果物の山と天才的なひらめき
アパートのリビングルームで、ラベンダーは頭を抱えていた。
リビングの隅には巨大なダンボール箱が鎮座していて、中には真っ赤なリンゴとゴツゴツとした洋梨がぎっしり詰まっている。
ラベンダーの祖母から毎年届く、大量の冬の恵みだ。
「はぁ……また今年も届いたわ。」
ラベンダーは金髪の癖っ毛をかき上げ、深い溜め息をついた。
快活でしっかり者の彼女も、この時ばかりは無力感を覚える。
「美味しい果物を送ってくれるのは有難いんだけど……子供の時から毎年食べてるからもう飽きてるのよ。」
「気持ちは分かるわ。私の場合、それはシェパーズパイだったけど。」
テーブルでインテリアメーカーのカタログをチェックしていたリリーが顔を上げ、やれやれと言わんばかりに頬杖をついた。
それはリリーが6歳の頃の事だ。
祖父母の家で、祖母が初めて作ってくれたシェパーズパイをリリーが「世界で一番美味しい!」と無邪気に褒めたのだ。
それ以来、毎年イースターやクリスマスに祖父母の家に集まる度にリリーの為にとシェパーズパイが食卓に必ず並ぶようになり、愛情たっぷりの1皿だが今のリリーにとっては有難迷惑でしかなかった。
「本当はもういらないんだけど、それがおばあちゃんの愛情表現だから申し訳なくて言えないの。」
「どこの家もそうなのね……」
ラベンダーはリンゴを手に取り、冷蔵庫の中を指差し確認した。
中にも、既に半端な量のリンゴと洋梨が並んでいる。このままでは腐らせてしまう。
リリーは洋梨を1つ手に取って匂いを嗅いだ。硬すぎず、程よい甘い香りがする。
「うーん……やっぱり、生のままじゃ飽きるよね。」
リリーは自分の幼い話し方とは裏腹に、インテリアメーカーで働く中で培った発想力で、この難題を解決できないかと頭をひねった。

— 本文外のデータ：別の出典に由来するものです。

use std::fs;
use std::io;
use std::path::{Path, PathBuf};

use glob::{MatchOptions, Pattern};
use polars::prelude::DataFrame;
use racedata_parser::read_table;
use serde::Serialize;
use tracing::{debug, warn};

use crate::config::{EngineConfig, ResolveMode};
use crate::error::{EngineError, Result};

/// Vendors disagree on `.csv` versus `.CSV`, so file patterns ignore case.
const MATCH_OPTIONS: MatchOptions = MatchOptions {
    case_sensitive: false,
    require_literal_separator: true,
    require_literal_leading_dot: false,
};

/// One export file located for a `(track, race, pattern)` query.
#[derive(Debug, Clone, PartialEq, Eq, Serialize)]
pub struct TimingArtifact {
    pub track: String,
    pub race: String,
    pub pattern: String,
    pub path: PathBuf,
}

/// Maps `(track, race, pattern)` to exactly one file under
/// `<data_root>/<TRACK_UPPER>/<race>/`.
///
/// Nothing is cached: every call lists the race folder again.
#[derive(Debug, Clone)]
pub struct ArtifactResolver {
    data_root: PathBuf,
    mode: ResolveMode,
}

impl ArtifactResolver {
    pub fn new(data_root: impl Into<PathBuf>) -> Self {
        Self {
            data_root: data_root.into(),
            mode: ResolveMode::Strict,
        }
    }

    pub fn from_config(config: &EngineConfig) -> Self {
        Self::new(config.data_root.clone()).with_mode(config.resolve_mode)
    }

    pub fn with_mode(mut self, mode: ResolveMode) -> Self {
        self.mode = mode;
        self
    }

    pub fn race_folder(&self, track: &str, race: &str) -> Result<PathBuf> {
        let track = canonical_track(track)?;
        let race = checked_segment("race", race)?;
        Ok(self.data_root.join(track).join(race))
    }

    pub fn resolve(&self, track: &str, race: &str, pattern: &str) -> Result<TimingArtifact> {
        let folder = self.race_folder(track, race)?;
        let matcher = Pattern::new(pattern).map_err(|source| EngineError::Pattern {
            pattern: pattern.to_string(),
            source,
        })?;

        let mut matches = matching_files(&folder, &matcher)?;
        let track = canonical_track(track)?;
        let race = race.trim().to_string();

        let path = match matches.len() {
            0 => {
                return Err(EngineError::NotFound {
                    track,
                    race,
                    pattern: pattern.to_string(),
                    folder,
                })
            }
            1 => matches.remove(0),
            _ if self.mode == ResolveMode::BestEffort => {
                let chosen = matches.remove(0);
                warn!(
                    track = %track,
                    race = %race,
                    pattern,
                    chosen = %chosen.display(),
                    skipped = matches.len(),
                    "pattern matched several files; using the first in path order"
                );
                chosen
            }
            _ => {
                return Err(EngineError::Ambiguous {
                    track,
                    race,
                    pattern: pattern.to_string(),
                    matches,
                })
            }
        };

        debug!(
            track = %track,
            race = %race,
            pattern,
            path = %path.display(),
            "resolved artifact"
        );
        Ok(TimingArtifact {
            track,
            race,
            pattern: pattern.to_string(),
            path,
        })
    }

    /// Like [`resolve`](Self::resolve), but a missing artifact is `Ok(None)`.
    pub fn resolve_optional(
        &self,
        track: &str,
        race: &str,
        pattern: &str,
    ) -> Result<Option<TimingArtifact>> {
        match self.resolve(track, race, pattern) {
            Ok(artifact) => Ok(Some(artifact)),
            Err(EngineError::NotFound { .. }) => Ok(None),
            Err(err) => Err(err),
        }
    }

    pub fn read(&self, artifact: &TimingArtifact) -> Result<DataFrame> {
        read_table(&artifact.path).map_err(|source| EngineError::Load {
            path: artifact.path.clone(),
            pattern: artifact.pattern.clone(),
            source,
        })
    }

    pub fn load(
        &self,
        track: &str,
        race: &str,
        pattern: &str,
    ) -> Result<(TimingArtifact, DataFrame)> {
        let artifact = self.resolve(track, race, pattern)?;
        let df = self.read(&artifact)?;
        Ok((artifact, df))
    }

    /// Track directory names under the data root, sorted.
    pub fn list_tracks(&self) -> Result<Vec<String>> {
        list_directories(&self.data_root)
    }

    /// Race directory names for a track, sorted. An unknown track has no races.
    pub fn list_races(&self, track: &str) -> Result<Vec<String>> {
        let folder = self.data_root.join(canonical_track(track)?);
        match list_directories(&folder) {
            Err(EngineError::Io { source, .. }) if source.kind() == io::ErrorKind::NotFound => {
                Ok(Vec::new())
            }
            other => other,
        }
    }
}

fn canonical_track(track: &str) -> Result<String> {
    checked_segment("track", track).map(|track| track.to_uppercase())
}

fn checked_segment<'a>(kind: &str, value: &'a str) -> Result<&'a str> {
    let trimmed = value.trim();
    if trimmed.is_empty() {
        return Err(EngineError::InvalidInput(format!("{kind} must not be empty")));
    }
    if trimmed == "." || trimmed == ".." || trimmed.contains(['/', '\\']) {
        return Err(EngineError::InvalidInput(format!(
            "{kind} '{trimmed}' must be a single directory name"
        )));
    }
    Ok(trimmed)
}

fn matching_files(folder: &Path, matcher: &Pattern) -> Result<Vec<PathBuf>> {
    let entries = match fs::read_dir(folder) {
        Ok(entries) => entries,
        Err(err) if err.kind() == io::ErrorKind::NotFound => return Ok(Vec::new()),
        Err(source) => {
            return Err(EngineError::Io {
                path: folder.to_path_buf(),
                source,
            })
        }
    };

    let mut matches = Vec::new();
    for entry in entries {
        let entry = entry.map_err(|source| EngineError::Io {
            path: folder.to_path_buf(),
            source,
        })?;
        let path = entry.path();
        if !path.is_file() {
            continue;
        }
        let Some(name) = path.file_name().and_then(|name| name.to_str()) else {
            continue;
        };
        if matcher.matches_with(name, MATCH_OPTIONS) {
            matches.push(path);
        }
    }
    matches.sort();
    Ok(matches)
}

fn list_directories(folder: &Path) -> Result<Vec<String>> {
    let entries = fs::read_dir(folder).map_err(|source| EngineError::Io {
        path: folder.to_path_buf(),
        source,
    })?;

    let mut names = Vec::new();
    for entry in entries {
        let entry = entry.map_err(|source| EngineError::Io {
            path: folder.to_path_buf(),
            source,
        })?;
        if entry.path().is_dir() {
            if let Some(name) = entry.file_name().to_str() {
                names.push(name.to_string());
            }
        }
    }
    names.sort();
    Ok(names)
}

脳内では様々なアイデアが化学反応を起こし始めている。
「ねえ、ラベンダー。」
「どうしたの? 食べるの?」
「違うよ。これだけ沢山あるんだから、日持ちするように加工しちゃえばいいんじゃない?」
「加工って……ジャム? 作るのが大変じゃない?」
ラベンダーは眉をひそめた。ジャム作りだと手間がかかる。
リリーは興奮気味に提案した。
「ジャムじゃなくて、もっとおしゃれで、しかも私達が作ったって事で、誰かにプレゼントできるようにするの!」
「プレゼント?」
「そう! リンゴはアップルバターに、洋梨はタルト・タタン風のキャラメリゼコンポートにするの!」
リリーの提案に、ラベンダーの瞳が大きく開いた。
「アップルバターは煮詰めてペースト状にするからパンに塗れるし日持ちするよね。それから洋梨は、キャラメリゼして瓶に詰めるの。私達のアパートでパーティーを開いて、それを皆に配るのよ!」
リリーは更に畳み掛けた。
「そしたらラベンダーのおばあちゃんの愛情も無駄にならないし、私達も料理の腕前を披露できるよ! ほら、ラベンダーはお菓子作りが上手でしょ?」
リリーは、快活なラベンダーの性格がこのイベント化された作業に乗り気になってくれると確信していた。
ラベンダーはリリーの提案を頭の中でシミュレーションした。
アップルバターは確かに日持ちするし、キャラメリゼした洋梨は瓶詰めにしてリボンをかければ洒落た手土産になる。
そして何より、リリーの『皆に配る』というアイデアが、ラベンダーのイベント好きの血を騒がせた。
「……なるほど! 毎年うんざりだった果物が、一気におしゃれなオリジナルギフトになるって事ね!」
ラベンダーの顔にいつもの快活な笑顔が戻った。
彼女は立ち上がり、ダンボールの果物を覗き込む。
「じゃあ、早速準備しなきゃね。リリー、あなたはまずリンゴを洗って! 私はレシピを調べるわよ!」
大量の果物はリリーの天才的なアイデアによって、真冬の重荷でしかなかった山から、ワクワクするプロジェクトへと変わったのだった。
ちなみにシェパーズパイとは、羊肉で作ったミートソースにマッシュポテトを被せて焼いた家庭料理です。